● **The task**: Find every line below where the string "first" shows up, and copy those lines.
Segment Start: Data listing
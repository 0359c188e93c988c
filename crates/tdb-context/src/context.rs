//! Target context: one chip contract plus its lazily created runner.

use std::path::{Path, PathBuf};
use std::sync::{Arc, Mutex};

use tdb_runner::{BackendKind, Memory, Runner};
use tdb_target::{
    AtomicReg, CmdQueue, DType, Decoder, Layout, MType, MemRef, MemoryMap, Target, TargetError, TpuCmd,
};
use tracing::{debug, info};

use crate::config::BackendConfig;
use crate::contract::ChipContract;
use crate::error::Result;

/// A chip contract bound to a backend selection.
///
/// The backend is fixed when the context is built. The runner for it is
/// constructed on first memory access and shared afterwards.
#[derive(Debug)]
pub struct TargetContext {
    chip: Box<dyn ChipContract>,
    backend: BackendKind,
    device: PathBuf,
    memory_size: u64,
    cmodel_runner: Mutex<Option<Arc<dyn Runner>>>,
    chip_runner: Mutex<Option<Arc<dyn Runner>>>,
}

impl TargetContext {
    pub fn new(chip: Box<dyn ChipContract>, config: &BackendConfig) -> Self {
        let backend = config.backend();
        let memory_size = config
            .memory_size
            .unwrap_or_else(|| chip.default_memory_size());
        info!(target_chip = %chip.target(), %backend, "target context created");
        Self {
            chip,
            backend,
            device: config.device.clone(),
            memory_size,
            cmodel_runner: Mutex::new(None),
            chip_runner: Mutex::new(None),
        }
    }

    pub fn target(&self) -> Target {
        self.chip.target()
    }

    /// Backend chosen at construction.
    pub fn backend(&self) -> BackendKind {
        self.backend
    }

    pub fn device(&self) -> &Path {
        &self.device
    }

    /// Global memory size the runner is (or will be) built with.
    pub fn memory_size(&self) -> u64 {
        self.memory_size
    }

    pub fn chip(&self) -> &dyn ChipContract {
        self.chip.as_ref()
    }

    pub fn memmap(&self) -> &MemoryMap {
        self.chip.memmap()
    }

    pub fn decoder(&self) -> &dyn Decoder {
        self.chip.decoder()
    }

    pub fn tiu_sys(&self) -> Option<&AtomicReg> {
        self.chip.tiu_sys()
    }

    pub fn dma_sys(&self) -> Option<&AtomicReg> {
        self.chip.dma_sys()
    }

    fn slot(&self, backend: BackendKind) -> &Mutex<Option<Arc<dyn Runner>>> {
        match backend {
            BackendKind::Cmodel => &self.cmodel_runner,
            BackendKind::Chip => &self.chip_runner,
        }
    }

    /// Whether the active runner has been built yet.
    pub fn has_runner(&self) -> bool {
        self.slot(self.backend)
            .lock()
            .unwrap_or_else(|e| e.into_inner())
            .is_some()
    }

    /// The runner of the active backend, built on first call.
    ///
    /// # Errors
    ///
    /// Fails if the runner cannot be built; a chip backend without a device
    /// is reported as unavailable and never replaced by the cmodel.
    pub fn runner(&self) -> Result<Arc<dyn Runner>> {
        let mut slot = self
            .slot(self.backend)
            .lock()
            .unwrap_or_else(|e| e.into_inner());
        if let Some(runner) = slot.as_ref() {
            return Ok(Arc::clone(runner));
        }

        let runner = self
            .chip
            .construct_runner(self.backend, &self.device, self.memory_size)?;
        debug!(
            target_chip = %self.target(),
            backend = %self.backend,
            memory_size = self.memory_size,
            "runner constructed"
        );
        *slot = Some(Arc::clone(&runner));
        Ok(runner)
    }

    /// Memory surface of the active runner.
    pub fn memory(&self) -> Result<MemoryRef> {
        Ok(MemoryRef(self.runner()?))
    }

    pub fn classify_address(&self, address: u64) -> Result<MType> {
        Ok(self.chip.classify_address(address)?)
    }

    pub fn local_layout_to_stride(&self, memref: &MemRef) -> Result<Vec<u64>> {
        Ok(self.chip.local_layout_to_stride(memref)?)
    }

    pub fn merge_instruction(&self, tiu: Vec<TpuCmd>, dma: Vec<TpuCmd>) -> Vec<TpuCmd> {
        self.chip.merge_instruction(tiu, dma)
    }

    pub fn is_system_instruction(&self, cmd: &TpuCmd) -> bool {
        self.chip.is_system_instruction(cmd)
    }

    /// Build a memory reference whose stride follows the chip layout.
    ///
    /// Local layouts are only valid for addresses in local memory. A
    /// [`Layout::Stride`] reference built here gets the contiguous stride;
    /// use [`TargetContext::strided_memref`] to carry an explicit one.
    pub fn memref(
        &self,
        address: u64,
        shape: Vec<u64>,
        dtype: DType,
        layout: Layout,
    ) -> Result<MemRef> {
        let kind = self.classify_address(address)?;
        let mut memref = MemRef::new(address, shape, dtype, layout);
        if layout.is_local() && kind != MType::Local {
            return Err(TargetError::NotLocal { layout, kind }.into());
        }
        memref.stride = self.local_layout_to_stride(&memref)?;
        Ok(memref)
    }

    /// Build a [`Layout::Stride`] reference with an explicit stride.
    ///
    /// # Errors
    ///
    /// Unmapped addresses, and a stride whose rank differs from the shape.
    pub fn strided_memref(
        &self,
        address: u64,
        shape: Vec<u64>,
        stride: Vec<u64>,
        dtype: DType,
    ) -> Result<MemRef> {
        self.classify_address(address)?;
        let memref = MemRef::new(address, shape, dtype, Layout::Stride).with_stride(stride);
        self.local_layout_to_stride(&memref)?;
        Ok(memref)
    }

    pub fn decode(&self, queue: CmdQueue, raw: &[u8]) -> Result<Vec<TpuCmd>> {
        Ok(self.chip.decoder().decode(queue, raw)?)
    }

    /// Decode both raw streams and merge them into execution order.
    pub fn decode_and_merge(&self, tiu_raw: &[u8], dma_raw: &[u8]) -> Result<Vec<TpuCmd>> {
        let tiu = self.decode(CmdQueue::Tiu, tiu_raw)?;
        let dma = self.decode(CmdQueue::Dma, dma_raw)?;
        Ok(self.merge_instruction(tiu, dma))
    }
}

/// Handle to the active runner's memory.
#[derive(Debug, Clone)]
pub struct MemoryRef(Arc<dyn Runner>);

impl MemoryRef {
    /// Backend the memory belongs to.
    pub fn backend(&self) -> BackendKind {
        self.0.kind()
    }

    pub fn runner(&self) -> &Arc<dyn Runner> {
        &self.0
    }
}

impl Memory for MemoryRef {
    fn size(&self) -> u64 {
        self.0.memory().size()
    }

    fn read(&self, address: u64, len: usize) -> tdb_runner::Result<Vec<u8>> {
        self.0.memory().read(address, len)
    }

    fn write(&self, address: u64, data: &[u8]) -> tdb_runner::Result<()> {
        self.0.memory().write(address, data)
    }
}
Segment End: Data listing
● **Reply to the task**:
/// constructed on first memory access and shared afterwards.
    /// The runner of the active backend, built on first call.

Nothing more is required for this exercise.